[What you are asked to do] Output the records that follow, with every character intact.

[Material supplied]
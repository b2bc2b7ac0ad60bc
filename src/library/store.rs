use std::fs;
use std::io::{self, Read, Write};
use std::path::{Path, PathBuf};

use tempfile::NamedTempFile;
use tracing::{debug, info, warn};
use walkdir::WalkDir;

use crate::config::LibrarySettings;
use crate::error::{ImportError, StorageError};

use super::metadata;
use super::model::Track;
use super::source::{ScopedAccess, ScopedSource};

/// Scratch name older builds wrote the playing buffer to. Never listed.
pub const RESERVED_SCRATCH_NAME: &str = "temp.mp3";

/// Flat directory of imported audio files plus the in-memory listing.
pub struct LibraryStore {
    root: PathBuf,
    settings: LibrarySettings,
    tracks: Vec<Track>,
}

fn is_audio_file(path: &Path, settings: &LibrarySettings) -> bool {
    let exts: Vec<String> = settings
        .extensions
        .iter()
        .map(|e| e.trim().trim_start_matches('.').to_ascii_lowercase())
        .filter(|e| !e.is_empty())
        .collect();

    path.extension()
        .and_then(|s| s.to_str())
        .map(|ext| {
            let ext = ext.to_ascii_lowercase();
            exts.iter().any(|e| e == &ext)
        })
        .unwrap_or(false)
}

fn is_hidden(name: &str) -> bool {
    name.starts_with('.')
}

/// A usable track name is exactly one normal path component.
fn is_plain_file_name(name: &str) -> bool {
    let mut components = Path::new(name).components();
    matches!(
        (components.next(), components.next()),
        (Some(std::path::Component::Normal(_)), None)
    ) && !name.contains('/')
        && !name.contains('\\')
}

impl LibraryStore {
    /// Open (creating if needed) the library directory at `root`.
    pub fn open(root: impl Into<PathBuf>, settings: LibrarySettings) -> Result<Self, StorageError> {
        let root = root.into();
        fs::create_dir_all(&root).map_err(|source| StorageError::CreateRoot {
            path: root.clone(),
            source,
        })?;
        debug!(root = ?root, "library opened");
        Ok(Self {
            root,
            settings,
            tracks: Vec::new(),
        })
    }

    pub fn root(&self) -> &Path {
        &self.root
    }

    /// The listing as of the last `list_tracks`, import or delete.
    pub fn tracks(&self) -> &[Track] {
        &self.tracks
    }

    pub fn find(&self, file_name: &str) -> Option<&Track> {
        self.tracks.iter().find(|t| t.file_name == file_name)
    }

    fn path_for(&self, file_name: &str) -> Result<PathBuf, StorageError> {
        if !is_plain_file_name(file_name) {
            return Err(StorageError::InvalidName(file_name.to_string()));
        }
        Ok(self.root.join(file_name))
    }

    fn is_listable(&self, path: &Path) -> bool {
        let Some(name) = path.file_name().and_then(|s| s.to_str()) else {
            return false;
        };
        name != RESERVED_SCRATCH_NAME
            && (self.settings.include_hidden || !is_hidden(name))
            && is_audio_file(path, &self.settings)
    }

    /// Re-enumerate the library directory and rebuild the listing.
    ///
    /// Read failures are logged and skipped, so the result may be partial or
    /// empty but the call itself never fails.
    pub fn list_tracks(&mut self) -> &[Track] {
        let mut tracks = Vec::new();

        for entry in WalkDir::new(&self.root).min_depth(1).max_depth(1) {
            let entry = match entry {
                Ok(e) => e,
                Err(source) => {
                    let err = StorageError::Enumerate {
                        path: self.root.clone(),
                        source,
                    };
                    warn!("{err}");
                    continue;
                }
            };
            let path = entry.path();
            if !entry.file_type().is_file() || !self.is_listable(path) {
                continue;
            }
            let Some(file_name) = path.file_name().and_then(|s| s.to_str()) else {
                continue;
            };

            match fs::read(path) {
                Ok(bytes) => tracks.push(Track::new(file_name, metadata::extract(&bytes))),
                Err(source) => {
                    let err = StorageError::Read {
                        path: path.to_path_buf(),
                        source,
                    };
                    warn!("{err}");
                }
            }
        }

        tracks.sort_by(|a, b| a.file_name.cmp(&b.file_name));
        debug!(count = tracks.len(), "library listed");
        self.tracks = tracks;
        &self.tracks
    }

    /// Copy a user-chosen file into the library under its original name.
    ///
    /// An existing file with the same name is overwritten. Names the listing
    /// would skip are refused before access is requested. The access grant is
    /// held only while the source is read and is released on every path.
    pub fn import_file(&mut self, source: &dyn ScopedSource) -> Result<Track, ImportError> {
        let name = source.file_name().ok_or(ImportError::MissingFileName)?;
        if !is_plain_file_name(&name) || !self.is_listable(Path::new(&name)) {
            return Err(ImportError::InvalidFileName(name));
        }

        let bytes = {
            let _access =
                ScopedAccess::acquire(source).ok_or_else(|| ImportError::AccessDenied(name.clone()))?;
            let mut reader = source.open().map_err(|e| ImportError::Open {
                name: name.clone(),
                source: e,
            })?;
            let mut bytes = Vec::new();
            reader.read_to_end(&mut bytes).map_err(|e| ImportError::Open {
                name: name.clone(),
                source: e,
            })?;
            bytes
        };

        self.persist(&name, &bytes).map_err(|e| ImportError::Copy {
            name: name.clone(),
            source: e,
        })?;

        let track = Track::new(name.clone(), metadata::extract(&bytes));
        match self.tracks.iter_mut().find(|t| t.file_name == name) {
            Some(existing) => *existing = track.clone(),
            None => {
                self.tracks.push(track.clone());
                self.tracks.sort_by(|a, b| a.file_name.cmp(&b.file_name));
            }
        }
        info!(file = %name, title = %track.title, "imported track");
        Ok(track)
    }

    fn persist(&self, name: &str, bytes: &[u8]) -> io::Result<()> {
        let mut tmp = NamedTempFile::new_in(&self.root)?;
        tmp.write_all(bytes)?;
        tmp.as_file().sync_all()?;
        tmp.persist(self.root.join(name)).map_err(|e| e.error)?;
        Ok(())
    }

    /// Remove a track's file, then its listing entry.
    ///
    /// On failure the listing is left untouched.
    pub fn delete_track(&mut self, file_name: &str) -> Result<(), StorageError> {
        let path = self.path_for(file_name)?;
        fs::remove_file(&path).map_err(|source| match source.kind() {
            io::ErrorKind::NotFound => StorageError::NotFound(file_name.to_string()),
            _ => StorageError::Delete {
                path: path.clone(),
                source,
            },
        })?;
        self.tracks.retain(|t| t.file_name != file_name);
        info!(file = %file_name, "deleted track");
        Ok(())
    }

    /// Read a track's raw bytes.
    pub fn load_bytes(&self, file_name: &str) -> Result<Vec<u8>, StorageError> {
        let path = self.path_for(file_name)?;
        fs::read(&path).map_err(|source| match source.kind() {
            io::ErrorKind::NotFound => StorageError::NotFound(file_name.to_string()),
            _ => StorageError::Read { path, source },
        })
    }
}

[Response for this exercise]
repository b2bc2b7ac0ad60bc
filename src/library/store.rs
use std::fs;
use std::io::{self, Read, Write};
use std::path::{Path, PathBuf};

use tempfile::NamedTempFile;
use tracing::{debug, info, warn};
use walkdir::WalkDir;

use crate::config::LibrarySettings;
use crate::error::{ImportError, StorageError};

use super::metadata;
use super::model::Track;
use super::source::{ScopedAccess, ScopedSource};

/// Scratch name older builds wrote the playing buffer to. Never listed.
pub const RESERVED_SCRATCH_NAME: &str = "temp.mp3";

/// Flat directory of imported audio files plus the in-memory listing.
pub struct LibraryStore {
    root: PathBuf,
    settings: LibrarySettings,
    tracks: Vec<Track>,
}

fn is_audio_file(path: &Path, settings: &LibrarySettings) -> bool {
    let exts: Vec<String> = settings
        .extensions
        .iter()
        .map(|e| e.trim().trim_start_matches('.').to_ascii_lowercase())
        .filter(|e| !e.is_empty())
        .collect();

    path.extension()
        .and_then(|s| s.to_str())
        .map(|ext| {
            let ext = ext.to_ascii_lowercase();
            exts.iter().any(|e| e == &ext)
        })
        .unwrap_or(false)
}

fn is_hidden(name: &str) -> bool {
    name.starts_with('.')
}

/// A usable track name is exactly one normal path component.
fn is_plain_file_name(name: &str) -> bool {
    let mut components = Path::new(name).components();
    matches!(
        (components.next(), components.next()),
        (Some(std::path::Component::Normal(_)), None)
    ) && !name.contains('/')
        && !name.contains('\\')
}

impl LibraryStore {
    /// Open (creating if needed) the library directory at `root`.
    pub fn open(root: impl Into<PathBuf>, settings: LibrarySettings) -> Result<Self, StorageError> {
        let root = root.into();
        fs::create_dir_all(&root).map_err(|source| StorageError::CreateRoot {
            path: root.clone(),
            source,
        })?;
        debug!(root = ?root, "library opened");
        Ok(Self {
            root,
            settings,
            tracks: Vec::new(),
        })
    }

    pub fn root(&self) -> &Path {
        &self.root
    }

    /// The listing as of the last `list_tracks`, import or delete.
    pub fn tracks(&self) -> &[Track] {
        &self.tracks
    }

    pub fn find(&self, file_name: &str) -> Option<&Track> {
        self.tracks.iter().find(|t| t.file_name == file_name)
    }

    fn path_for(&self, file_name: &str) -> Result<PathBuf, StorageError> {
        if !is_plain_file_name(file_name) {
            return Err(StorageError::InvalidName(file_name.to_string()));
        }
        Ok(self.root.join(file_name))
    }

    fn is_listable(&self, path: &Path) -> bool {
        let Some(name) = path.file_name().and_then(|s| s.to_str()) else {
            return false;
        };
        name != RESERVED_SCRATCH_NAME
            && (self.settings.include_hidden || !is_hidden(name))
            && is_audio_file(path, &self.settings)
    }

    /// Re-enumerate the library directory and rebuild the listing.
    ///
    /// Read failures are logged and skipped, so the result may be partial or
    /// empty but the call itself never fails.
    pub fn list_tracks(&mut self) -> &[Track] {
        let mut tracks = Vec::new();

        for entry in WalkDir::new(&self.root).min_depth(1).max_depth(1) {
            let entry = match entry {
                Ok(e) => e,
                Err(source) => {
                    let err = StorageError::Enumerate {
                        path: self.root.clone(),
                        source,
                    };
                    warn!("{err}");
                    continue;
                }
            };
            let path = entry.path();
            if !entry.file_type().is_file() || !self.is_listable(path) {
                continue;
            }
            let Some(file_name) = path.file_name().and_then(|s| s.to_str()) else {
                continue;
            };

            match fs::read(path) {
                Ok(bytes) => tracks.push(Track::new(file_name, metadata::extract(&bytes))),
                Err(source) => {
                    let err = StorageError::Read {
                        path: path.to_path_buf(),
                        source,
                    };
                    warn!("{err}");
                }
            }
        }

        tracks.sort_by(|a, b| a.file_name.cmp(&b.file_name));
        debug!(count = tracks.len(), "library listed");
        self.tracks = tracks;
        &self.tracks
    }

    /// Copy a user-chosen file into the library under its original name.
    ///
    /// An existing file with the same name is overwritten. Names the listing
    /// would skip are refused before access is requested. The access grant is
    /// held only while the source is read and is released on every path.
    pub fn import_file(&mut self, source: &dyn ScopedSource) -> Result<Track, ImportError> {
        let name = source.file_name().ok_or(ImportError::MissingFileName)?;
        if !is_plain_file_name(&name) || !self.is_listable(Path::new(&name)) {
            return Err(ImportError::InvalidFileName(name));
        }

        let bytes = {
            let _access =
                ScopedAccess::acquire(source).ok_or_else(|| ImportError::AccessDenied(name.clone()))?;
            let mut reader = source.open().map_err(|e| ImportError::Open {
                name: name.clone(),
                source: e,
            })?;
            let mut bytes = Vec::new();
            reader.read_to_end(&mut bytes).map_err(|e| ImportError::Open {
                name: name.clone(),
                source: e,
            })?;
            bytes
        };

        self.persist(&name, &bytes).map_err(|e| ImportError::Copy {
            name: name.clone(),
            source: e,
        })?;

        let track = Track::new(name.clone(), metadata::extract(&bytes));
        match self.tracks.iter_mut().find(|t| t.file_name == name) {
            Some(existing) => *existing = track.clone(),
            None => {
                self.tracks.push(track.clone());
                self.tracks.sort_by(|a, b| a.file_name.cmp(&b.file_name));
            }
        }
        info!(file = %name, title = %track.title, "imported track");
        Ok(track)
    }

    fn persist(&self, name: &str, bytes: &[u8]) -> io::Result<()> {
        let mut tmp = NamedTempFile::new_in(&self.root)?;
        tmp.write_all(bytes)?;
        tmp.as_file().sync_all()?;
        tmp.persist(self.root.join(name)).map_err(|e| e.error)?;
        Ok(())
    }

    /// Remove a track's file, then its listing entry.
    ///
    /// On failure the listing is left untouched.
    pub fn delete_track(&mut self, file_name: &str) -> Result<(), StorageError> {
        let path = self.path_for(file_name)?;
        fs::remove_file(&path).map_err(|source| match source.kind() {
            io::ErrorKind::NotFound => StorageError::NotFound(file_name.to_string()),
            _ => StorageError::Delete {
                path: path.clone(),
                source,
            },
        })?;
        self.tracks.retain(|t| t.file_name != file_name);
        info!(file = %file_name, "deleted track");
        Ok(())
    }

    /// Read a track's raw bytes.
    pub fn load_bytes(&self, file_name: &str) -> Result<Vec<u8>, StorageError> {
        let path = self.path_for(file_name)?;
        fs::read(&path).map_err(|source| match source.kind() {
            io::ErrorKind::NotFound => StorageError::NotFound(file_name.to_string()),
            _ => StorageError::Read { path, source },
        })
    }
}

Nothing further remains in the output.